CNOOC expects to close Q4 2012 and sees a rare opportunity to acquire long-life assets and create a North and Central American platform by retaining the existing Nexen management, technical and operating teams. Nexen’s assets expand CNOOC’s ownership in Canadian oil sands giving it total ownership of Long Lake as well as a 7% entry to Imperial-operated Syncrude. CNOOC also gets an operated position in the Horn River gas shale with joint-venture partner Inpex. In the US, CNOOC gains a material entry into the deepwater Gulf of Mexico which significantly expands its global exploration portfolio. In the UK portion of the North Sea, CNOOC now becomes the second largest oil producer with Buzzard field anchoring a set of key assets.

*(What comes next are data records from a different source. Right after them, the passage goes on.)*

//! Fixed-depth evaluation stack.

use scalc_foundation::{Error, EvalErrorKind, Result, STACK_SIZE, Value};

/// The VM operand stack: `STACK_SIZE` cells, never reallocated.
pub(crate) struct EvalStack {
    cells: [Value; STACK_SIZE],
    len: usize,
}

fn underflow() -> Error {
    Error::eval(EvalErrorKind::StackUnderflow)
}

impl EvalStack {
    pub(crate) fn new() -> Self {
        Self {
            cells: [Value::Number(0.0); STACK_SIZE],
            len: 0,
        }
    }

    pub(crate) fn len(&self) -> usize {
        self.len
    }

    pub(crate) fn push(&mut self, value: Value) -> Result<()> {
        let slot = self
            .cells
            .get_mut(self.len)
            .ok_or_else(|| Error::eval(EvalErrorKind::StackOverflow))?;
        *slot = value;
        self.len += 1;
        Ok(())
    }

    pub(crate) fn pop(&mut self) -> Result<Value> {
        self.len = self.len.checked_sub(1).ok_or_else(underflow)?;
        Ok(self.cells[self.len])
    }

    pub(crate) fn top(&self) -> Result<&Value> {
        self.len.checked_sub(1).map(|i| &self.cells[i]).ok_or_else(underflow)
    }

    pub(crate) fn top_mut(&mut self) -> Result<&mut Value> {
        let i = self.len.checked_sub(1).ok_or_else(underflow)?;
        Ok(&mut self.cells[i])
    }

    /// Pops the top `n` cells, returning them bottom first.
    pub(crate) fn pop_n(&mut self, n: usize) -> Result<&[Value]> {
        let start = self.len.checked_sub(n).ok_or_else(underflow)?;
        let end = self.len;
        self.len = start;
        Ok(&self.cells[start..end])
    }

    /// Drops cells above depth `len`.
    pub(crate) fn truncate(&mut self, len: usize) {
        self.len = self.len.min(len);
    }
}
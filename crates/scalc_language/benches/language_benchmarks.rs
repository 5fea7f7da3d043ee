//! Benchmarks for the sCalc compiler and interpreter.
//!
//! Run with: `cargo bench --package scalc_language`

use criterion::{BenchmarkId, Criterion, Throughput, black_box, criterion_group, criterion_main};
use scalc_foundation::FixedString;
use scalc_language::{Operands, Vm, compile, disassemble};

const NUMERIC: &[(&str, &str)] = &[
    ("constant", "42"),
    ("add_simple", "A+B"),
    ("arithmetic", "(A+B)*C-D/2"),
    ("functions", "SQRT(A*A+B*B)+ABS(C)"),
    ("conditional", "A>B?A-B:B-A"),
    ("vararg", "MAX(A,B,C,D,E,F)"),
    ("bitwise", "(A<<4)|(B&15)"),
];

const STRINGS: &[(&str, &str)] = &[
    ("concat", "AA+BB"),
    ("printf", "PRINTF('%8.3f',A)"),
    ("sscanf", "SSCANF('T=12.5','T=%lf')"),
    ("subrange", "AA[1,3]"),
    ("checksum", "MODBUS('\\x01\\x03\\x00\\x00\\x00\\x02')"),
];

fn registers() -> ([f64; 16], [FixedString; 12]) {
    let mut numbers = [0.0; 16];
    for (i, n) in numbers.iter_mut().enumerate() {
        *n = i as f64 + 1.5;
    }
    let mut strings = [FixedString::from("abcdef"); 12];
    strings[1] = FixedString::from("ghi");
    (numbers, strings)
}

// =============================================================================
// Compiler Benchmarks
// =============================================================================

fn bench_compiler(c: &mut Criterion) {
    let mut group = c.benchmark_group("compiler");

    for (name, source) in NUMERIC.iter().chain(STRINGS) {
        group.throughput(Throughput::Bytes(source.len() as u64));
        group.bench_with_input(BenchmarkId::new(*name, source.len()), source, |b, s| {
            b.iter(|| compile(black_box(s)))
        });
    }

    let long = vec!["A*2"; 40].join("+");
    group.throughput(Throughput::Bytes(long.len() as u64));
    group.bench_with_input(BenchmarkId::new("long_sum", long.len()), &long, |b, s| {
        b.iter(|| compile(black_box(s)))
    });

    group.finish();
}

// =============================================================================
// VM Execution Benchmarks
// =============================================================================

fn bench_vm_execution(c: &mut Criterion) {
    let mut group = c.benchmark_group("vm_execution");
    let (mut numbers, mut strings) = registers();

    for (name, source) in NUMERIC.iter().chain(STRINGS) {
        let code = compile(source).unwrap();
        group.bench_function(*name, |b| {
            let mut vm = Vm::new();
            b.iter(|| {
                let mut regs = Operands::new(&mut numbers, &mut strings);
                vm.evaluate(black_box(&code), &mut regs)
            })
        });
    }

    // 100 loop iterations
    let looped = compile("A:=0;UNTIL(A:=A+1;B:=B+A;A>=100)").unwrap();
    group.throughput(Throughput::Elements(100));
    group.bench_function("until_100", |b| {
        let mut vm = Vm::new();
        b.iter(|| {
            let mut regs = Operands::new(&mut numbers, &mut strings);
            vm.evaluate(black_box(&looped), &mut regs)
        })
    });

    group.finish();
}

// =============================================================================
// End-to-End Benchmarks
// =============================================================================

fn bench_end_to_end(c: &mut Criterion) {
    let mut group = c.benchmark_group("end_to_end");
    let (mut numbers, mut strings) = registers();

    group.bench_function("compile_and_evaluate", |b| {
        let mut vm = Vm::new();
        b.iter(|| {
            let code = compile(black_box("(A+B)*C>D?PRINTF('%.2f',A):'low'")).unwrap();
            vm.evaluate(&code, &mut Operands::new(&mut numbers, &mut strings))
        })
    });

    let code = compile("A>B?PRINTF('%5.1f',SQRT(A)):MAX(A,B,C)").unwrap();
    group.bench_function("disassemble", |b| b.iter(|| disassemble(black_box(&code))));

    group.finish();
}

criterion_group!(benches, bench_compiler, bench_vm_execution, bench_end_to_end);

criterion_main!(benches);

In addition to the blockbuster CNOOC buy of Nexen, on the same day China’s state-owned Sinopec agreed to pay $1.5 billion to buy 49% interest in Talisman’s UK North Sea business. Sinopec gains just over 30,000 boepd (98% oil) of net production and 2P reserves of 222 MMboe (94% oil). PLS calculates metrics of $49,000 per daily boe and $6.74 per Boe of 2P reserves.
In effect, on July 23, Chinese state-owned companies acquired UK North Sea production of over 144,000 boepd (114,000 by CNOOC via Nexen and 30,000 by Sinopec via Talisman) and 2P reserves of over 530 MMboe (CNOOC – 310 MMboe, Sinopec – 222 MMboe).

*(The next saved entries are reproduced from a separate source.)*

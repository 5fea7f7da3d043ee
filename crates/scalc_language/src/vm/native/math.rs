//! Unary math functions, vararg reductions, constants and random numbers.

#![allow(clippy::cast_possible_truncation)]
#![allow(clippy::cast_precision_loss)]

use std::f64::consts::PI;

use rand::Rng;
use rand_chacha::ChaCha8Rng;
use scalc_foundation::numeric::{hunt_number, round_half_away};
use scalc_foundation::{Error, ErrorKind, EvalErrorKind, FixedString, Result, Value};

use super::{checksum, escape, string};
use crate::opcode::Opcode;

/// Arc-seconds in a full degree times 180.
const ARC_SECONDS: f64 = 180.0 * 3600.0;

/// Returns the value of a constant opcode.
#[must_use]
pub(crate) fn constant(op: Opcode) -> Option<f64> {
    Some(match op {
        Opcode::ConstPi => PI,
        Opcode::ConstD2R => PI / 180.0,
        Opcode::ConstR2D => 180.0 / PI,
        Opcode::ConstS2R => PI / ARC_SECONDS,
        Opcode::ConstR2S => ARC_SECONDS / PI,
        _ => return None,
    })
}

/// Uniform random number in (0, 1].
pub(crate) fn uniform(rng: &mut ChaCha8Rng) -> f64 {
    1.0 - rng.r#gen::<f64>()
}

/// Standard normal random number (Box-Muller).
pub(crate) fn normal(rng: &mut ChaCha8Rng) -> f64 {
    let radius = (-2.0 * uniform(rng).ln()).sqrt();
    radius * (2.0 * PI * uniform(rng)).cos()
}

fn domain(op: &'static str) -> Error {
    Error::eval(EvalErrorKind::Domain { op })
}

fn non_negative(value: f64, op: &'static str) -> Result<f64> {
    if value < 0.0 { Err(domain(op)) } else { Ok(value) }
}

/// Applies the unary operator `op` to the top-of-stack cell in place.
///
/// # Errors
///
/// Fails for `SQRT`, `LOG` and `LN` of a negative number.
pub(crate) fn unary(op: Opcode, cell: &mut Value, fast_path: bool) -> Result<()> {
    match op {
        Opcode::ToString => {
            cell.coerce_text();
            return Ok(());
        }
        Opcode::Len => {
            *cell = Value::Number(string::len(cell));
            return Ok(());
        }
        Opcode::Byte => {
            *cell = string::byte(cell);
            return Ok(());
        }
        Opcode::TrEsc => {
            escape::translate_op(cell);
            return Ok(());
        }
        Opcode::Esc => {
            escape::escape_op(cell);
            return Ok(());
        }
        Opcode::Crc16 | Opcode::Modbus => {
            checksum::crc16_op(cell, op == Opcode::Modbus);
            return Ok(());
        }
        Opcode::Lrc | Opcode::AModbus => {
            checksum::lrc_op(cell, op == Opcode::AModbus);
            return Ok(());
        }
        Opcode::Xor8 | Opcode::AddXor8 => {
            checksum::xor8_op(cell, op == Opcode::AddXor8);
            return Ok(());
        }
        Opcode::Nint | Opcode::ToDouble => {
            let value = match cell {
                Value::Text(s) => hunt_number(s.as_bytes()),
                Value::Number(d) => *d,
            };
            *cell = Value::Number(if op == Opcode::Nint { round_half_away(value) } else { value });
            return Ok(());
        }
        _ => {}
    }

    let d = cell.as_number();
    let result = match op {
        Opcode::Neg => -d,
        Opcode::Abs => d.abs(),
        Opcode::Sqrt => non_negative(d, "SQRT")?.sqrt(),
        Opcode::Exp => d.exp(),
        Opcode::Log10 => non_negative(d, "LOG")?.log10(),
        Opcode::LogE => non_negative(d, "LN")?.ln(),
        Opcode::Acos => d.acos(),
        Opcode::Asin => d.asin(),
        Opcode::Atan => d.atan(),
        Opcode::Cos => d.cos(),
        Opcode::Cosh => d.cosh(),
        Opcode::Sin => d.sin(),
        Opcode::Sinh => d.sinh(),
        Opcode::Tan => d.tan(),
        Opcode::Tanh => d.tanh(),
        Opcode::Ceil => d.ceil(),
        Opcode::Floor => d.floor(),
        Opcode::IsInf => f64::from(u8::from(d.is_infinite())),
        Opcode::RelNot => f64::from(u8::from(d == 0.0)),
        Opcode::BitNot if fast_path => !(d as i64) as f64,
        Opcode::BitNot => f64::from(!(d as i32)),
        _ => {
            return Err(Error::new(ErrorKind::Internal(format!(
                "{op} is not a unary operator"
            ))));
        }
    };
    *cell = Value::Number(result);
    Ok(())
}

fn max_by_number(values: &[Value], max: bool) -> f64 {
    values
        .iter()
        .map(Value::as_number)
        .reduce(|best, d| {
            let better = if max { d > best } else { d < best };
            if best.is_nan() || better { d } else { best }
        })
        .unwrap_or(0.0)
}

fn max_by_text(values: &[Value], max: bool) -> FixedString {
    values
        .iter()
        .map(Value::as_text)
        .reduce(|best, s| {
            let better = if max { s > best } else { s < best };
            if better { s } else { best }
        })
        .unwrap_or_default()
}

/// Reduces the operands of a vararg function to one value.
///
/// `MAX`/`MIN` compare numerically when any operand is a number, with NaN
/// losing to every comparable value; otherwise they compare text.
#[must_use]
pub(crate) fn reduce(op: Opcode, values: &[Value]) -> Value {
    match op {
        Opcode::Finite => {
            Value::Number(f64::from(u8::from(values.iter().all(|v| v.as_number().is_finite()))))
        }
        Opcode::IsNan => {
            Value::Number(f64::from(u8::from(values.iter().any(|v| v.as_number().is_nan()))))
        }
        _ => {
            let max = op == Opcode::Max;
            if values.iter().any(Value::is_number) {
                Value::Number(max_by_number(values, max))
            } else {
                Value::Text(max_by_text(values, max))
            }
        }
    }
}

In the US Devon struck another large joint venture, this time with Japan’s Sumitomo Corporation for $1.4 billion. This is Devon’s second large JV this year following its $2.2 billion January deal with Sinopec covering five unconventional US shale plays. In this deal, Sumitomo gains a 30% position in ~650,000 net acres in the Cline and Wolfcamp (Midland) shales in the Permian basin. Sumitomo will invest $340 million cash at closing plus another $1.025 billion as a drill carry which will fund 70% of Devon’s costs. PLS calculates deal value of $7,000 per acre.

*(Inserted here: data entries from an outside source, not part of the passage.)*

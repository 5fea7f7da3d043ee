//! C-compatible conversions between numbers and text.
//!
//! String cells become numbers by parsing their longest numeric prefix
//! (the way `strtod`/`atof` do), and numbers become text through a `%g`
//! style formatter. All formatting goes through [`ScratchBuf`], a
//! stack-allocated `fmt::Write` sink, so conversions never touch the heap.

#![allow(clippy::cast_possible_truncation)]
#![allow(clippy::cast_precision_loss)]

use std::fmt::{self, Write};

use crate::text::FixedString;

/// Significant digits used when a number is converted to text.
pub const TEXT_PRECISION: usize = 8;

/// A fixed-size `fmt::Write` sink. Output past capacity is dropped.
pub struct ScratchBuf<const N: usize> {
    buf: [u8; N],
    len: usize,
}

impl<const N: usize> ScratchBuf<N> {
    /// Creates an empty buffer.
    #[must_use]
    pub const fn new() -> Self {
        Self {
            buf: [0; N],
            len: 0,
        }
    }

    /// Returns the bytes written so far.
    #[must_use]
    pub fn as_bytes(&self) -> &[u8] {
        &self.buf[..self.len]
    }

    /// Returns the number of bytes written.
    #[must_use]
    pub fn len(&self) -> usize {
        self.len
    }

    /// Returns true if nothing has been written.
    #[must_use]
    pub fn is_empty(&self) -> bool {
        self.len == 0
    }

    /// Appends raw bytes.
    pub fn push_bytes(&mut self, bytes: &[u8]) {
        let n = bytes.len().min(N - self.len);
        self.buf[self.len..self.len + n].copy_from_slice(&bytes[..n]);
        self.len += n;
    }

    /// Appends one byte.
    pub fn push(&mut self, byte: u8) {
        self.push_bytes(&[byte]);
    }

    /// Empties the buffer.
    pub fn clear(&mut self) {
        self.len = 0;
    }
}

impl<const N: usize> Default for ScratchBuf<N> {
    fn default() -> Self {
        Self::new()
    }
}

impl<const N: usize> Write for ScratchBuf<N> {
    fn write_str(&mut self, s: &str) -> fmt::Result {
        self.push_bytes(s.as_bytes());
        Ok(())
    }
}

// =============================================================================
// Text -> Number
// =============================================================================

/// Parses the longest numeric prefix of `bytes`, like C `strtod` without the
/// leading-whitespace skip.
///
/// Accepts an optional sign, decimal mantissas with optional exponent, `0x`
/// hexadecimal integers, and `inf`/`infinity`/`nan` in any case. Returns the
/// value and the number of bytes consumed, or `None` if no number starts here.
#[must_use]
pub fn parse_prefix(bytes: &[u8]) -> Option<(f64, usize)> {
    let mut pos = 0;
    let negative = match bytes.first() {
        Some(b'-') => {
            pos = 1;
            true
        }
        Some(b'+') => {
            pos = 1;
            false
        }
        _ => false,
    };
    let rest = &bytes[pos..];
    let sign = if negative { -1.0 } else { 1.0 };

    if let Some(len) = match_word(rest, "infinity").or_else(|| match_word(rest, "inf")) {
        return Some((sign * f64::INFINITY, pos + len));
    }
    if let Some(len) = match_word(rest, "nan") {
        return Some((f64::NAN, pos + len));
    }

    if rest.len() > 2 && rest[0] == b'0' && matches!(rest[1], b'x' | b'X') {
        let digits = rest[2..].iter().take_while(|b| b.is_ascii_hexdigit()).count();
        if digits > 0 {
            let value = rest[2..2 + digits].iter().fold(0.0_f64, |acc, &b| {
                acc * 16.0 + f64::from(hex_value(b).unwrap_or(0))
            });
            return Some((sign * value, pos + 2 + digits));
        }
    }

    let int_digits = count_digits(rest);
    let mut len = int_digits;
    let mut frac_digits = 0;
    if rest.get(len) == Some(&b'.') {
        frac_digits = count_digits(&rest[len + 1..]);
        len += 1 + frac_digits;
    }
    if int_digits + frac_digits == 0 {
        return None;
    }
    if matches!(rest.get(len), Some(b'e' | b'E')) {
        let mut exp = len + 1;
        if matches!(rest.get(exp), Some(b'+' | b'-')) {
            exp += 1;
        }
        let exp_digits = count_digits(&rest[exp..]);
        if exp_digits > 0 {
            len = exp + exp_digits;
        }
    }

    let text = std::str::from_utf8(&rest[..len]).ok()?;
    let value: f64 = text.parse().ok()?;
    Some((sign * value, pos + len))
}

/// Parses a number the way C `atof` does: leading whitespace is skipped and
/// anything that is not a number yields 0.
#[must_use]
pub fn atof(bytes: &[u8]) -> f64 {
    let start = bytes
        .iter()
        .position(|b| !b.is_ascii_whitespace())
        .unwrap_or(bytes.len());
    parse_prefix(&bytes[start..]).map_or(0.0, |(value, _)| value)
}

/// Hunts for the first numeral embedded anywhere in `bytes`.
///
/// The number starts at the first digit, extended left over a directly
/// preceding `.` and then a `-`. Text without digits yields 0.
#[must_use]
pub fn hunt_number(bytes: &[u8]) -> f64 {
    let Some(mut start) = bytes.iter().position(u8::is_ascii_digit) else {
        return 0.0;
    };
    if start > 0 && bytes[start - 1] == b'.' {
        start -= 1;
    }
    if start > 0 && bytes[start - 1] == b'-' {
        start -= 1;
    }
    atof(&bytes[start..])
}

/// Rounds half away from zero, keeping the result as a float.
#[must_use]
pub fn round_half_away(value: f64) -> f64 {
    if value >= 0.0 {
        (value + 0.5).trunc()
    } else {
        (value - 0.5).trunc()
    }
}

/// Rounds half away from zero to an `i32` array index.
#[must_use]
pub fn nint_index(value: f64) -> i32 {
    round_half_away(value) as i32
}

fn count_digits(bytes: &[u8]) -> usize {
    bytes.iter().take_while(|b| b.is_ascii_digit()).count()
}

fn match_word(bytes: &[u8], word: &str) -> Option<usize> {
    let n = word.len();
    (bytes.len() >= n && bytes[..n].eq_ignore_ascii_case(word.as_bytes())).then_some(n)
}

/// Returns the value of an ASCII hex digit.
#[must_use]
pub fn hex_value(byte: u8) -> Option<u8> {
    match byte {
        b'0'..=b'9' => Some(byte - b'0'),
        b'a'..=b'f' => Some(byte - b'a' + 10),
        b'A'..=b'F' => Some(byte - b'A' + 10),
        _ => None,
    }
}

// =============================================================================
// Number -> Text
// =============================================================================

/// Writes `value` as C `%.<precision>f` would.
///
/// # Errors
///
/// Propagates errors from the sink.
pub fn write_fixed<W: Write>(out: &mut W, value: f64, precision: usize, upper: bool) -> fmt::Result {
    if !value.is_finite() {
        return write_non_finite(out, value, upper);
    }
    write!(out, "{value:.precision$}")
}

/// Writes `value` as C `%.<precision>e` would (exponent with sign and at
/// least two digits).
///
/// # Errors
///
/// Propagates errors from the sink.
pub fn write_exp<W: Write>(out: &mut W, value: f64, precision: usize, upper: bool) -> fmt::Result {
    if !value.is_finite() {
        return write_non_finite(out, value, upper);
    }
    let mut tmp = ScratchBuf::<64>::new();
    write!(tmp, "{value:.precision$e}")?;
    let (mantissa, exponent) = split_exponent(tmp.as_bytes());
    out.write_str(as_str(mantissa))?;
    write!(out, "{}{exponent:+03}", if upper { 'E' } else { 'e' })
}

/// Writes `value` as C `%.<precision>g` would. With `alt` (the `#` flag)
/// trailing zeros are kept.
///
/// # Errors
///
/// Propagates errors from the sink.
pub fn write_general<W: Write>(
    out: &mut W,
    value: f64,
    precision: usize,
    alt: bool,
    upper: bool,
) -> fmt::Result {
    if !value.is_finite() {
        return write_non_finite(out, value, upper);
    }
    let precision = precision.max(1);
    let exponent = if value == 0.0 {
        0
    } else {
        let mut tmp = ScratchBuf::<64>::new();
        write!(tmp, "{:.*e}", precision - 1, value)?;
        split_exponent(tmp.as_bytes()).1
    };

    let mut body = ScratchBuf::<512>::new();
    if exponent < -4 || exponent >= precision as i32 {
        write!(body, "{:.*e}", precision - 1, value)?;
        let (mantissa, exponent) = split_exponent(body.as_bytes());
        let mantissa = if alt { mantissa } else { strip_fraction_zeros(mantissa) };
        out.write_str(as_str(mantissa))?;
        write!(out, "{}{exponent:+03}", if upper { 'E' } else { 'e' })
    } else {
        let decimals = (precision as i32 - 1 - exponent).max(0) as usize;
        write!(body, "{value:.decimals$}")?;
        let digits = if alt { body.as_bytes() } else { strip_fraction_zeros(body.as_bytes()) };
        out.write_str(as_str(digits))
    }
}

/// Converts a number to its canonical text form: `%.8g`, or `NaN`.
#[must_use]
pub fn number_to_text(value: f64) -> FixedString {
    if value.is_nan() {
        return FixedString::from("NaN");
    }
    let mut buf = ScratchBuf::<64>::new();
    // ScratchBuf never reports an error.
    let _ = write_general(&mut buf, value, TEXT_PRECISION, false, false);
    FixedString::from_bytes(buf.as_bytes())
}

fn write_non_finite<W: Write>(out: &mut W, value: f64, upper: bool) -> fmt::Result {
    let text = match (value.is_nan(), value.is_sign_negative(), upper) {
        (true, _, false) => "nan",
        (true, _, true) => "NAN",
        (false, true, false) => "-inf",
        (false, true, true) => "-INF",
        (false, false, false) => "inf",
        (false, false, true) => "INF",
    };
    out.write_str(text)
}

fn split_exponent(formatted: &[u8]) -> (&[u8], i32) {
    match formatted.iter().position(|&b| b == b'e') {
        Some(e) => {
            let exponent = as_str(&formatted[e + 1..]).parse().unwrap_or(0);
            (&formatted[..e], exponent)
        }
        None => (formatted, 0),
    }
}

fn strip_fraction_zeros(digits: &[u8]) -> &[u8] {
    if !digits.contains(&b'.') {
        return digits;
    }
    let mut end = digits.len();
    while end > 0 && digits[end - 1] == b'0' {
        end -= 1;
    }
    if end > 0 && digits[end - 1] == b'.' {
        end -= 1;
    }
    &digits[..end]
}

fn as_str(bytes: &[u8]) -> &str {
    std::str::from_utf8(bytes).unwrap_or("")
}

This period also witnessed an uptick in more traditional US M&A deals. The largest announcement, though value is not disclosed, is Houston-based EnerVest’s agreement to buy the Midland basin portion of the Permian assets that Chesapeake put on the market earlier this year with estimated production of about 7,000 boepd. This is the smallest of the three Permian packages Chesapeake put on the market.
Other notable deals include recently IPO’d Midstates Petroleum’s purchase of Eagle Energy of Oklahoma’s Mississippian Lime assets for $441 million. PLS estimates acreage values of $2,500 per acre in the core Oklahoma Mississippian and $750 per acre in the Kansas extension. Three Rivers didn’t take long to re-start following their May 2012 $1 billion exit to Concho. Backed with a fresh $400 million commitment from Riverstone, Three Rivers II bought 1,900 boepd in the Permian’s Wolfberry play from Denver-based Meritage III. KKR is back in the Eagle Ford with a drilling JV with Comstock Resources on de-risked lands in the black oil window. KKR is paying $25,000 per acre, about the same price at which they sold out a year ago (with partner Hilcorp) in a $3.5 billion exit to Marathon. Noble Energy is executing on its divestiture program and sold two packages recently. The first package for legacy Permian oil properties with upside sold to Sheridan Holdings for $320 million. The second package, also oil-weighted, included Kansas Arbuckle legacy production with upside and sold to Citation Oil & Gas for $140 million.